UN QUADRO «IMPRENDITORIALE» INQUIETANTE ED IL SISTEMA APPALTI DA RENDERE PIÙ STRINGENTE

“Con un certo cinismo le volevo confessare che volevo sfruttare il coronavirus anche per questo”. Queste sono le raggelanti parole di Irene Pivetti, proferite a fine febbraio di quest’anno. Parlando della chiusura dei voli dalla Cina, segretamente registrata da un imprenditore ferroviario che lamentava di essere stato da lei raggirato, così diceva riguardo l’idea di far arrivare materiale sanitario dalla Cina via treno. Il tutto, badate bene, in un servizio – quello delle Iene – dove emerge davvero un quadro “imprenditoriale” inquietante.
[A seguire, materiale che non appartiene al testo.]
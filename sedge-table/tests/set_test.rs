use sedge::RcuThread;
use sedge_table::ConcurrentHashSet;

#[test]
fn rejects_duplicate() {
    let rcu = RcuThread::new();
    let set = ConcurrentHashSet::new();

    let mut guard = rcu.read_lock();
    assert!(set.add(&mut guard, 123));
    assert!(!set.add(&mut guard, 123));
    assert_eq!(set.len(), 1);
}

#[test]
fn includes_tracks_adds() {
    let rcu = RcuThread::new();
    let set = ConcurrentHashSet::new();

    let mut guard = rcu.read_lock();
    assert!(!set.includes(&guard, 7));
    assert!(set.add(&mut guard, 7));
    assert!(set.includes(&guard, 7));
    assert!(!set.includes(&guard, 8));
}

#[test]
fn growth_preserves_membership() {
    let rcu = RcuThread::new();
    let set = ConcurrentHashSet::with_capacity(4);

    let mut guard = rcu.read_lock();
    for key in 0..200 {
        assert!(set.add(&mut guard, key * 3));
    }
    drop(guard);

    // After resizes: same observable keys, none duplicated, none lost.
    let guard = rcu.read_lock();
    assert!(set.capacity() > 4);
    assert_eq!(set.len(), 200);
    for key in 0..200 {
        assert!(set.includes(&guard, key * 3));
        assert!(!set.includes(&guard, key * 3 + 1));
    }
    let mut seen: Vec<usize> = set.iter(&guard).collect();
    seen.sort_unstable();
    assert_eq!(seen, (0..200).map(|k| k * 3).collect::<Vec<_>>());
}

#[test]
fn zero_key_is_storable() {
    // 0 is a valid key; only the all-ones sentinel is reserved.
    let rcu = RcuThread::new();
    let set = ConcurrentHashSet::new();

    let mut guard = rcu.read_lock();
    assert!(set.add(&mut guard, 0));
    assert!(set.includes(&guard, 0));
    assert!(!set.add(&mut guard, 0));
}

#[test]
#[should_panic]
fn sentinel_key_is_fatal() {
    let rcu = RcuThread::new();
    let set = ConcurrentHashSet::new();
    let mut guard = rcu.read_lock();
    set.add(&mut guard, usize::MAX);
}

#[test]
#[cfg_attr(miri, ignore)]
fn concurrent_distinct_adds_return_true_once() {
    use std::sync::atomic::{AtomicUsize, Ordering};
    use std::sync::Arc;
    use std::thread;

    let set = Arc::new(ConcurrentHashSet::new());
    let installs = Arc::new(AtomicUsize::new(0));

    // Every thread tries the same 2000 keys; each key must be installed by
    // exactly one of them.
    let mut handles = vec![];
    for _ in 0..8 {
        let set = set.clone();
        let installs = installs.clone();
        handles.push(thread::spawn(move || {
            let rcu = RcuThread::new();
            let mut guard = rcu.read_lock();
            for key in 0..2000 {
                if set.add(&mut guard, key) {
                    installs.fetch_add(1, Ordering::Relaxed);
                }
            }
        }));
    }
    for h in handles {
        h.join().unwrap();
    }

    assert_eq!(installs.load(Ordering::Relaxed), 2000);
    assert_eq!(set.len(), 2000);

    let rcu = RcuThread::new();
    let guard = rcu.read_lock();
    for key in 0..2000 {
        assert!(set.includes(&guard, key));
    }
}
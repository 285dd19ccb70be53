//! Binary wake semaphore shared by all writers waiting out a grace period.

use parking_lot::{Condvar, Mutex};

/// Binary semaphore: one permit, many contenders.
///
/// Readers release it from `read_unlock` when a writer asked to be woken;
/// writers drain stale permits before re-arming wake requests, so a release
/// that raced an earlier scan cannot satisfy a later wait spuriously.
pub(crate) struct Semaphore {
    permit: Mutex<bool>,
    cond: Condvar,
}

impl Semaphore {
    pub(crate) const fn new(available: bool) -> Self {
        Self {
            permit: Mutex::new(available),
            cond: Condvar::new(),
        }
    }

    /// Take the permit, blocking until one is available.
    pub(crate) fn acquire(&self) {
        let mut permit = self.permit.lock();
        while !*permit {
            self.cond.wait(&mut permit);
        }
        *permit = false;
    }

    /// Take the permit if available; never blocks.
    pub(crate) fn try_acquire(&self) -> bool {
        let mut permit = self.permit.lock();
        let had = *permit;
        *permit = false;
        had
    }

    /// Make the permit available. Releasing an available semaphore is a no-op.
    pub(crate) fn release(&self) {
        let mut permit = self.permit.lock();
        *permit = true;
        self.cond.notify_one();
    }
}
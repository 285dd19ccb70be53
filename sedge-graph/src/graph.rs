//! Graph model: nodes, edges, indexes, labels.

use crate::iter::NodeIter;
use parking_lot::Mutex;
use sedge::{RcuCell, ReadGuard};
use sedge_table::{ConcurrentHashSet, ConcurrentList, ConcurrentStringMap};
use std::ptr;
use std::sync::atomic::{AtomicBool, AtomicIsize, AtomicPtr, Ordering};

/// Index of a node in the graph's node list. Stable for the graph's
/// lifetime.
pub type NodeId = usize;

/// Absent marker inside the usize-valued name indexes.
const NOT_FOUND: usize = usize::MAX;

/// One function in the call graph.
///
/// The name is fixed at creation. Username and location are published
/// atomically and never freed before the graph is — accessors hand out
/// references bound to the graph's lifetime, not the read section's.
pub struct Node {
    name: Box<str>,
    username: AtomicPtr<String>,
    file: AtomicPtr<String>,
    /// Meaningful once `file` is published; -1 before.
    line: AtomicIsize,
    /// True until the definition is seen; declarations stay external.
    external: AtomicBool,
    callers: ConcurrentHashSet,
    calls: ConcurrentHashSet,
    refs: ConcurrentHashSet,
}

impl Node {
    fn new(name: &str) -> Self {
        Self {
            name: name.into(),
            username: AtomicPtr::new(ptr::null_mut()),
            file: AtomicPtr::new(ptr::null_mut()),
            line: AtomicIsize::new(-1),
            external: AtomicBool::new(true),
            callers: ConcurrentHashSet::new(),
            calls: ConcurrentHashSet::new(),
            refs: ConcurrentHashSet::new(),
        }
    }

    /// Canonical name.
    pub fn name(&self) -> &str {
        &self.name
    }

    /// Human-readable alternate name, if one was recorded.
    pub fn username(&self) -> Option<&str> {
        let p = self.username.load(Ordering::Acquire);
        // SAFETY: published usernames stay allocated until the graph drops
        // (replaced ones are stashed, not freed).
        unsafe { p.as_ref().map(|s| s.as_str()) }
    }

    /// File and line of the definition, if located.
    pub fn location(&self) -> Option<(&str, isize)> {
        let p = self.file.load(Ordering::Acquire);
        // SAFETY: a published file string is immutable and graph-owned.
        unsafe { p.as_ref() }.map(|s| (s.as_str(), self.line.load(Ordering::Relaxed)))
    }

    /// Whether the node is still only a declaration.
    pub fn is_external(&self) -> bool {
        self.external.load(Ordering::Acquire)
    }

    /// Nodes that call or reference this one.
    pub fn callers(&self) -> &ConcurrentHashSet {
        &self.callers
    }

    /// Nodes this one calls.
    pub fn calls(&self) -> &ConcurrentHashSet {
        &self.calls
    }

    /// Nodes this one references without calling.
    pub fn refs(&self) -> &ConcurrentHashSet {
        &self.refs
    }
}

impl Default for Node {
    fn default() -> Self {
        Self::new("")
    }
}

impl Drop for Node {
    fn drop(&mut self) {
        let username = self.username.load(Ordering::Relaxed);
        if !username.is_null() {
            // SAFETY: &mut self — no readers left.
            unsafe { drop(Box::from_raw(username)) };
        }
        let file = self.file.load(Ordering::Relaxed);
        if !file.is_null() {
            // SAFETY: as above.
            unsafe { drop(Box::from_raw(file)) };
        }
    }
}

type LabelMap = ConcurrentStringMap<Box<ConcurrentHashSet>>;

/// A shared, growable function-call graph.
///
/// All operations are thread-safe. Mutators take `&mut ReadGuard` because
/// container growth must briefly leave the critical section; queries borrow
/// the guard. [`reset_labels`](Graph::reset_labels) is the one operation
/// that must be called *outside* any read-side section.
pub struct Graph {
    nodes_by_index: ConcurrentList<Box<Node>>,
    nodes: ConcurrentStringMap<usize>,
    nodes_by_username: ConcurrentStringMap<usize>,
    nodes_by_file: ConcurrentStringMap<Box<ConcurrentList<usize>>>,
    node_labels: RcuCell<LabelMap>,
    /// Strings displaced by username rewrites; racing readers may still hold
    /// them, so they are reclaimed with the graph like orphan nodes.
    displaced: Mutex<Vec<Box<String>>>,
}

impl Graph {
    /// Create an empty graph.
    pub fn new() -> Self {
        tracing::debug!("new call graph");
        Self {
            nodes_by_index: ConcurrentList::new(),
            nodes: ConcurrentStringMap::new(),
            nodes_by_username: ConcurrentStringMap::new(),
            nodes_by_file: ConcurrentStringMap::new(),
            node_labels: RcuCell::new(Box::into_raw(Box::new(LabelMap::new()))),
            displaced: Mutex::new(Vec::new()),
        }
    }

    /// Number of nodes, orphans included.
    pub fn node_count(&self) -> usize {
        self.nodes_by_index.len()
    }

    /// Borrow the node at `id`.
    ///
    /// The reference is bound to the graph, not the guard: node storage is
    /// never freed before the graph is.
    pub fn node<'a>(&'a self, guard: &ReadGuard<'_>, id: NodeId) -> &'a Node {
        assert!(id < self.nodes_by_index.len(), "node id out of range");
        let p = self.nodes_by_index.get(id, guard);
        // SAFETY: published list entries hold owned boxes that live until
        // the graph drops; `p` was read inside the guard's section.
        unsafe { &*p }
    }

    /// Find or create the node for `name`, initially external.
    ///
    /// Idempotent by name and username. Two racing creators may both append
    /// a node; the name-index loser's node stays in the list, reachable only
    /// by index, and is reclaimed with the graph.
    pub fn add_external_node(&self, rcu: &mut ReadGuard<'_>, name: &str) -> NodeId {
        let id = self.nodes_by_username.get_or(rcu, name, NOT_FOUND);
        if id != NOT_FOUND {
            return id;
        }
        let id = self.nodes.get_or(rcu, name, NOT_FOUND);
        if id != NOT_FOUND {
            return id;
        }

        // Install in the list before publishing the id in any index.
        let id = self.nodes_by_index.add(rcu, Box::new(Node::new(name)));
        let winner = self.nodes.insert_if_absent(rcu, name, id);
        if winner == id {
            tracing::trace!(name, id, "node created");
        }
        winner
    }

    /// Mark the node as defined (no longer external).
    pub fn set_defined(&self, guard: &ReadGuard<'_>, id: NodeId) {
        self.node(guard, id).external.store(false, Ordering::Release);
    }

    /// Record a human-readable name for the node.
    ///
    /// Ignored if the same username is already recorded. Before a location
    /// is set the username may be rewritten; afterwards a different value is
    /// a programming error.
    pub fn set_username(&self, rcu: &mut ReadGuard<'_>, id: NodeId, username: &str) {
        let node = self.node(rcu, id);
        let current = node.username.load(Ordering::Acquire);
        // SAFETY: published usernames are immutable, graph-owned strings.
        if !current.is_null() && unsafe { (*current).as_str() == username } {
            return;
        }

        if !node.file.load(Ordering::Acquire).is_null() {
            assert!(
                !current.is_null() && unsafe { (*current).as_str() == username },
                "conflicting username {username:?} for a located node"
            );
            return;
        }

        let fresh = Box::into_raw(Box::new(username.to_owned()));
        let old = node.username.swap(fresh, Ordering::AcqRel);
        if !old.is_null() {
            // SAFETY: we took sole ownership with the swap; readers may
            // still hold the pointer, so stash rather than free.
            self.displaced.lock().push(unsafe { Box::from_raw(old) });
        }
        self.nodes_by_username.insert_if_absent(rcu, username, id);
    }

    /// Record where the node is defined. First writer wins; later calls are
    /// silently discarded.
    pub fn set_location(&self, rcu: &mut ReadGuard<'_>, id: NodeId, file: &str, line: isize) {
        let node = self.node(rcu, id);
        if !node.file.load(Ordering::Acquire).is_null() {
            return;
        }

        // Line first: the file pointer's release publishes it.
        node.line.store(line, Ordering::Relaxed);
        let fresh = Box::into_raw(Box::new(file.to_owned()));
        if node
            .file
            .compare_exchange(ptr::null_mut(), fresh, Ordering::AcqRel, Ordering::Acquire)
            .is_err()
        {
            // Another writer located the node in between.
            // SAFETY: `fresh` was never published.
            unsafe { drop(Box::from_raw(fresh)) };
            return;
        }

        let per_file = self.nodes_by_file.get_or_insert_default(rcu, file);
        // SAFETY: the payload list lives as long as its map, i.e. the graph.
        unsafe { &*per_file }.add(rcu, id);
    }

    /// Add an edge. `callers` always records the caller; `is_call` decides
    /// between the `calls` and `refs` sets. Self-edges and duplicates are
    /// fine.
    pub fn add_edge(&self, rcu: &mut ReadGuard<'_>, caller: NodeId, callee: NodeId, is_call: bool) {
        self.node(rcu, callee).callers.add(rcu, caller);
        let caller_node = self.node(rcu, caller);
        if is_call {
            caller_node.calls.add(rcu, callee);
        } else {
            caller_node.refs.add(rcu, callee);
        }
    }

    /// Resolve `name` against the username index, then the name index.
    pub fn get_node(&self, guard: &ReadGuard<'_>, name: &str) -> Option<NodeId> {
        let id = self.nodes_by_username.get_or(guard, name, NOT_FOUND);
        if id != NOT_FOUND {
            return Some(id);
        }
        let id = self.nodes.get_or(guard, name, NOT_FOUND);
        (id != NOT_FOUND).then_some(id)
    }

    /// Whether there is an edge from `src` to `dest`.
    ///
    /// True iff `dest ∈ calls(src)`, or `ref_ok` and `dest` is defined and
    /// `dest ∈ refs(src)`. The defined-ness guard keeps references to mere
    /// declarations from counting as edges.
    pub fn has_edge(&self, guard: &ReadGuard<'_>, src: NodeId, dest: NodeId, ref_ok: bool) -> bool {
        if self.node(guard, src).calls.includes(guard, dest) {
            return true;
        }
        if self.node(guard, dest).is_external() {
            return false;
        }
        ref_ok && self.node(guard, src).refs.includes(guard, dest)
    }

    /// Whether `src` calls `dest` (references do not count).
    pub fn has_call_edge(&self, guard: &ReadGuard<'_>, src: NodeId, dest: NodeId) -> bool {
        self.node(guard, src).calls.includes(guard, dest)
    }

    /// Attach `label` to the node, creating the label on demand.
    pub fn add_label(&self, rcu: &mut ReadGuard<'_>, id: NodeId, label: &str) {
        assert!(id < self.nodes_by_index.len(), "node id out of range");
        let labels = self.node_labels.load(rcu).as_raw();
        // SAFETY: the label map swapped out by reset_labels is only freed
        // after a grace period, so it outlives this critical section.
        let set = unsafe { (*labels).get_or_insert_default(rcu, label) };
        // SAFETY: label payloads live as long as their map.
        unsafe { &*set }.add(rcu, id);
    }

    /// Whether the node carries `label`.
    pub fn has_label(&self, guard: &ReadGuard<'_>, id: NodeId, label: &str) -> bool {
        // SAFETY: see add_label on the label map's lifetime.
        let labels = unsafe { self.node_labels.load(guard).deref() };
        let set = labels.get_or(guard, label, ptr::null_mut());
        // SAFETY: non-null payloads live as long as their map.
        !set.is_null() && unsafe { &*set }.includes(guard, id)
    }

    /// Drop every label.
    ///
    /// The only bulk-destructive operation: the label map is swapped for an
    /// empty one and the old map freed after a grace period. Must not be
    /// called inside a read-side critical section, and no pointer into the
    /// old label map may be held across this call.
    pub fn reset_labels(&self) {
        tracing::debug!("label map reset");
        let fresh = Box::into_raw(Box::new(LabelMap::new()));
        self.node_labels.swap_and_reclaim(fresh, |old| {
            // SAFETY: the grace period flushed every reader of the old map.
            unsafe { drop(Box::from_raw(old)) };
        });
    }

    /// Iterate the callers of `id`. Drain within the current section.
    pub fn callers_of(&self, guard: &ReadGuard<'_>, id: NodeId) -> NodeIter {
        NodeIter::from_set(self.node(guard, id).callers(), guard)
    }

    /// Iterate the callees of `id`. Drain within the current section.
    pub fn callees_of(&self, guard: &ReadGuard<'_>, id: NodeId) -> NodeIter {
        NodeIter::from_set(self.node(guard, id).calls(), guard)
    }

    /// Iterate the references of `id`. Drain within the current section.
    pub fn refs_of(&self, guard: &ReadGuard<'_>, id: NodeId) -> NodeIter {
        NodeIter::from_set(self.node(guard, id).refs(), guard)
    }

    /// Iterate the nodes located in `file`. Drain within the current section.
    pub fn nodes_for_file(&self, guard: &ReadGuard<'_>, file: &str) -> NodeIter {
        let list = self.nodes_by_file.get_or(guard, file, ptr::null_mut());
        if list.is_null() {
            return NodeIter::empty();
        }
        // SAFETY: per-file lists live as long as the graph.
        NodeIter::from_list(unsafe { &*list }, guard)
    }

    /// Iterate the nodes labelled `label`. Drain within the current section.
    pub fn nodes_for_label(&self, guard: &ReadGuard<'_>, label: &str) -> NodeIter {
        // SAFETY: see add_label on the label map's lifetime.
        let labels = unsafe { self.node_labels.load(guard).deref() };
        let set = labels.get_or(guard, label, ptr::null_mut());
        if set.is_null() {
            return NodeIter::empty();
        }
        // SAFETY: label payloads live as long as their map.
        NodeIter::from_set(unsafe { &*set }, guard)
    }

    /// Every file with at least one located node.
    pub fn all_files(&self, guard: &ReadGuard<'_>) -> Vec<String> {
        self.nodes_by_file.keys(guard).map(str::to_owned).collect()
    }

    /// Every label currently attached to some node.
    pub fn all_labels(&self, guard: &ReadGuard<'_>) -> Vec<String> {
        // SAFETY: see add_label on the label map's lifetime.
        let labels = unsafe { self.node_labels.load(guard).deref() };
        labels.keys(guard).map(str::to_owned).collect()
    }
}

impl Default for Graph {
    fn default() -> Self {
        Self::new()
    }
}

impl Drop for Graph {
    fn drop(&mut self) {
        let labels = self.node_labels.load_owner();
        if !labels.is_null() {
            // SAFETY: &mut self — no readers left.
            unsafe { drop(Box::from_raw(labels)) };
        }
    }
}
Con sedi societarie fantasma tra Polonia e San Marino, imprenditori coinvolti per lavori mai portati a termine (e addirittura “minacciati” a colpi di fatture da 50mila euro, al fine di scoraggiarli dal chiedere di venir pagati per quanto avevano fatto per la società della Pivetti). E diversi altri elementi che, davvero, ci portano oggi a chiederci in che modo e maniera Irene Pivetti, con la sua società, sia riuscita ad ottenere un contratto da 30 milioni di euro (nostri eh) per la fornitura di mascherine poi rivelatesi addirittura false. Piccolo dettaglio per il quale la procura sta indagando per ricettazione, frode nell’esercizio del commercio, vendita di cose con impronte contraffatte e violazioni della legge doganale (non ci si fa mancare niente). Ora le indagini continuano ma, anche alla luce del servizio di ieri sera, si può solo che rimanere basiti. E davvero questo ennesimo – eclatante – caso dovrebbe portarci a riflettere su tutto il sistema di appalti. Ma non, come vorrebbe qualcuno, per “aprirlo” ancora di più, sospendendo il codice stesso. Ma forse per renderlo un attimo più stringente.